Richard G. Davis of Fowler, White, Gillen, Boggs, Villareal Banker, Tampa, for appellants.
D. Russell Stahl, Tampa, for appellee.
Appellants challenge the finding of the judge of industrial claims that the employer (a self-employed claimant) had knowledge of his hernia injury and the carrier had not been prejudiced by claimant's failure to give notice of his injury within 30 days.

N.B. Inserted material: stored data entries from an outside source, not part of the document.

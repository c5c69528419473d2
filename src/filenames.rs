//! Recognising MWAX-style file names, e.g.
//! `1343457784_20220801161446_ch109_000.fits`.

use std::path::Path;

use lazy_static::lazy_static;
use log::{debug, info};
use regex::{Regex, RegexBuilder};
use thiserror::Error;

/// The width of an MWA coarse channel \[MHz\].
pub const COARSE_CHAN_WIDTH_MHZ: f64 = 1.28;

lazy_static! {
    static ref RE_MWAX: Regex =
        RegexBuilder::new(r"(\d{10})_(\d{8})(.)?(\d{6})_ch(\d{3})_(\d{3})\.fits$")
            .case_insensitive(false).build().unwrap();
}

#[derive(Error, Debug, PartialEq, Eq)]
pub enum FilenameError {
    #[error("'{0}' does not look like <obsid>_<date><time>_ch<NNN>_<BBB>.fits")]
    NotMwax(String),

    #[error("'{0}' does not have a UTF-8 file name")]
    NoName(String),
}

/// The parts of an MWAX file name.
#[derive(Debug, Clone, PartialEq, Eq)]
pub struct MwaxFilename {
    pub obsid: u32,
    /// YYYYMMDD
    pub date: String,
    /// hhmmss
    pub time: String,
    /// The receiver (coarse) channel number.
    pub channel: u16,
    pub batch: u16,
}

impl MwaxFilename {
    /// The centre frequency of the coarse channel \[MHz\].
    pub fn centre_freq_mhz(&self) -> f64 {
        f64::from(self.channel) * COARSE_CHAN_WIDTH_MHZ
    }
}

/// Attempt to parse the file name of `path`. This only looks at the name;
/// whether the file exists is not checked. Callers use the error to fall back
/// to user-supplied parameters.
pub fn parse_mwax_filename<P: AsRef<Path>>(path: P) -> Result<MwaxFilename, FilenameError> {
    let path = path.as_ref();
    let name = path
        .file_name()
        .and_then(|n| n.to_str())
        .ok_or_else(|| FilenameError::NoName(path.display().to_string()))?;
    let not_mwax = || FilenameError::NotMwax(name.to_string());

    let caps = RE_MWAX.captures(name).ok_or_else(not_mwax)?;
    // The regex only matches digits, but a 10-digit obsid can overflow u32.
    let obsid = caps[1].parse().map_err(|_| not_mwax())?;
    let channel = caps[5].parse().map_err(|_| not_mwax())?;
    let batch = caps[6].parse().map_err(|_| not_mwax())?;
    Ok(MwaxFilename {
        obsid,
        date: caps[2].to_string(),
        time: caps[4].to_string(),
        channel,
        batch,
    })
}

/// The band of a dynamic spectrum with `num_channels` channels, as (centre
/// frequency \[MHz\], channel width \[MHz\]). If the file name of `path`
/// names a coarse channel, the channels evenly split it. Otherwise
/// `fallback` (e.g. from the command line) is returned unchanged.
pub fn band_for<P: AsRef<Path>>(path: P, num_channels: usize, fallback: (f64, f64)) -> (f64, f64) {
    match parse_mwax_filename(path) {
        Ok(name) => {
            let centre = name.centre_freq_mhz();
            let width = COARSE_CHAN_WIDTH_MHZ / num_channels as f64;
            info!(
                "Coarse channel {} from the file name: centre {centre} MHz, channel width {width} MHz",
                name.channel
            );
            (centre, width)
        }
        Err(e) => {
            debug!("{e}");
            info!(
                "Using a centre frequency of {} MHz and channel width {} MHz",
                fallback.0, fallback.1
            );
            fallback
        }
    }
}

#[cfg(test)]
mod tests {
    use approx::assert_abs_diff_eq;

    use super::*;

    #[test]
    fn test_parse_mwax_filename() {
        let parsed =
            parse_mwax_filename("/data/1343457784_20220801161446_ch109_000.fits").unwrap();
        assert_eq!(
            parsed,
            MwaxFilename {
                obsid: 1343457784,
                date: "20220801".to_string(),
                time: "161446".to_string(),
                channel: 109,
                batch: 0,
            }
        );
        assert_abs_diff_eq!(parsed.centre_freq_mhz(), 139.52, epsilon = 1e-10);

        // An optional separator between the date and time.
        let parsed = parse_mwax_filename("1343457784_20220801-161446_ch145_012.fits").unwrap();
        assert_eq!(parsed.channel, 145);
        assert_eq!(parsed.batch, 12);
    }

    #[test]
    fn test_not_mwax() {
        assert_eq!(
            parse_mwax_filename("dynamic_spectrum.fits"),
            Err(FilenameError::NotMwax("dynamic_spectrum.fits".to_string()))
        );
        assert!(parse_mwax_filename("1343457784_20220801161446_ch109_000.fits.gz").is_err());
        // Too big for an obsid.
        assert!(parse_mwax_filename("9999999999_20220801161446_ch109_000.fits").is_err());
        assert!(parse_mwax_filename("/").is_err());
    }

    #[test]
    fn test_band_from_file_name() {
        let (centre, width) = band_for(
            "/data/1343457784_20220801161446_ch109_000.fits",
            32,
            (153.5, 0.04),
        );
        assert_abs_diff_eq!(centre, 139.52, epsilon = 1e-10);
        assert_abs_diff_eq!(width, 1.28 / 32.0, epsilon = 1e-12);

        let (_, width) =
            band_for("1343457784_20220801161446_ch109_000.fits", 128, (153.5, 0.04));
        assert_abs_diff_eq!(width, 0.01, epsilon = 1e-12);
    }

    #[test]
    fn test_band_falls_back() {
        assert_eq!(
            band_for("dynamic_spectrum.fits", 32, (153.5, 0.04)),
            (153.5, 0.04)
        );
        assert_eq!(band_for("/", 32, (200.0, 0.1)), (200.0, 0.1));
    }
}
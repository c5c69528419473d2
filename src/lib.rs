//! Tools for searching MWA SMART survey data for fast radio bursts.

pub mod averaging;
pub mod candidates;
pub mod dedispersion;
pub mod dispersion;
mod error;
pub mod filenames;
pub mod models;
pub mod obs;
pub mod parsing;
pub mod peaks;
pub mod read;
pub mod stats;
pub mod write;

pub use error::SmartFrbError;

use hifitime::Epoch;
use indexmap::IndexMap;
use ndarray::prelude::*;

use averaging::AverageFactorError;
use dedispersion::DedispersionError;

/// Flux density as a function of (channel, time sample), along with the scalar
/// metadata of the FITS header it came from.
#[derive(Debug, Clone, PartialEq)]
pub struct DynamicSpectrum {
    /// Shape (channels, time samples).
    pub data: Array2<f32>,

    /// e.g. `TIME` \[unix seconds\] and `MILLITIM` \[ms\], in header order.
    pub header: IndexMap<String, String>,

    /// The time of the first sample, if the header has it.
    pub start: Option<Epoch>,
}

impl DynamicSpectrum {
    pub fn new(data: Array2<f32>) -> DynamicSpectrum {
        DynamicSpectrum {
            data,
            header: IndexMap::new(),
            start: None,
        }
    }

    pub fn num_channels(&self) -> usize {
        self.data.len_of(Axis(0))
    }

    pub fn num_samples(&self) -> usize {
        self.data.len_of(Axis(1))
    }

    pub fn average_channels(&mut self, factor: usize) -> Result<(), AverageFactorError> {
        self.data = averaging::average_channels(self.data.view(), factor)?;
        Ok(())
    }

    pub fn average_time(&mut self, factor: usize) -> Result<(), AverageFactorError> {
        self.data = averaging::average_time(self.data.view(), factor)?;
        Ok(())
    }

    /// Dedisperse in place with one delay \[samples\] per channel.
    pub fn dedisperse(&mut self, delays: ArrayView1<usize>) -> Result<(), DedispersionError> {
        dedispersion::dedisperse_inplace(self.data.view_mut(), delays)
    }
}

/// Initialise `env_logger`. Each level of `verbosity` shows more: info, debug
/// then trace; above that, timestamps and source lines are added too.
pub fn setup_logging(verbosity: u8) {
    let mut builder = env_logger::Builder::from_default_env();
    builder.target(env_logger::Target::Stdout);
    builder.format_target(false);
    match verbosity {
        0 => builder.filter_level(log::LevelFilter::Info),
        1 => builder.filter_level(log::LevelFilter::Debug),
        2 => builder.filter_level(log::LevelFilter::Trace),
        _ => {
            builder.filter_level(log::LevelFilter::Trace);
            builder.format(|buf, record| {
                use std::io::Write;

                let timestamp = buf.timestamp();
                let level = record.level();
                let target = record.target();
                let line = record.line().unwrap_or(0);
                let message = record.args();

                writeln!(buf, "[{timestamp} {level} {target}:{line}] {message}")
            })
        }
    };
    builder.init();
}

/// A progress bar over `len` files, drawn unless `hidden`.
pub fn file_progress_bar(
    len: usize,
    message: &'static str,
    hidden: bool,
) -> Result<indicatif::ProgressBar, indicatif::style::TemplateError> {
    use indicatif::{ProgressBar, ProgressDrawTarget, ProgressStyle};

    let bar = ProgressBar::with_draw_target(
        Some(len as u64),
        if hidden {
            ProgressDrawTarget::hidden()
        } else {
            ProgressDrawTarget::stdout()
        },
    )
    .with_style(
        ProgressStyle::default_bar()
            .template("{msg:17}: [{wide_bar:.blue}] {pos:2}/{len:2} files ({elapsed_precise}<{eta_precise})")?
            .progress_chars("=> "),
    )
    .with_message(message);
    bar.tick();
    Ok(bar)
}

From our examination of the record, we find no basis for excusing claimant's failure to timely report his injury. In Rand Millwork and Supply Company and Allstate Insurance Company v. Harry Rand, IRC Order 2-3538 (September 12, 1978), the Industrial Relations Commission stated:
The statutory placement of the employer in the shoes of the carrier, and vice versa, is not total, final and binding in each and every instance. There can be instances where their interest(s) in the cause become so divergent that one no longer can speak for or bind the other. In Brent v. Brent, 107 So.2d 181 (Fla. 3rd DCA 1958) the employer's wife was an employee, and filed a claim for benefits under the workmen's compensation act. The employer-husband, among other things, attempted to waive certain defenses otherwise available to the carrier which waiver was rejected by the trial judge, affirmed by the then Florida Industrial Commission, and ultimately upheld by the District Court of Appeals and the Supreme Court, which denied certiorari in 112 So.2d 9 (Fla. 1959).
It was therein held, among other things, that the carrier had an independent right to assert valid defenses, which right could not be waived at the whim of the employer.
Accord: Vibrations, Inc. and Home Indemnity Company v. Nora Schaffer, IRC Order 2-3723 (February 27, 1979).
In the instant case, the testimony was that claimant knew injuries were supposed to be reported within thirty (30) days but was too busy to report. The lengthy delay in giving notice to the carrier precluded any prompt or effective investigation of the accident to establish the statutory requirements. F.S. § 440.15(6).
Accordingly, the order is reversed and the claim dismissed.
McCORD, Acting C.J., and SHAW and WENTWORTH, JJ., concur.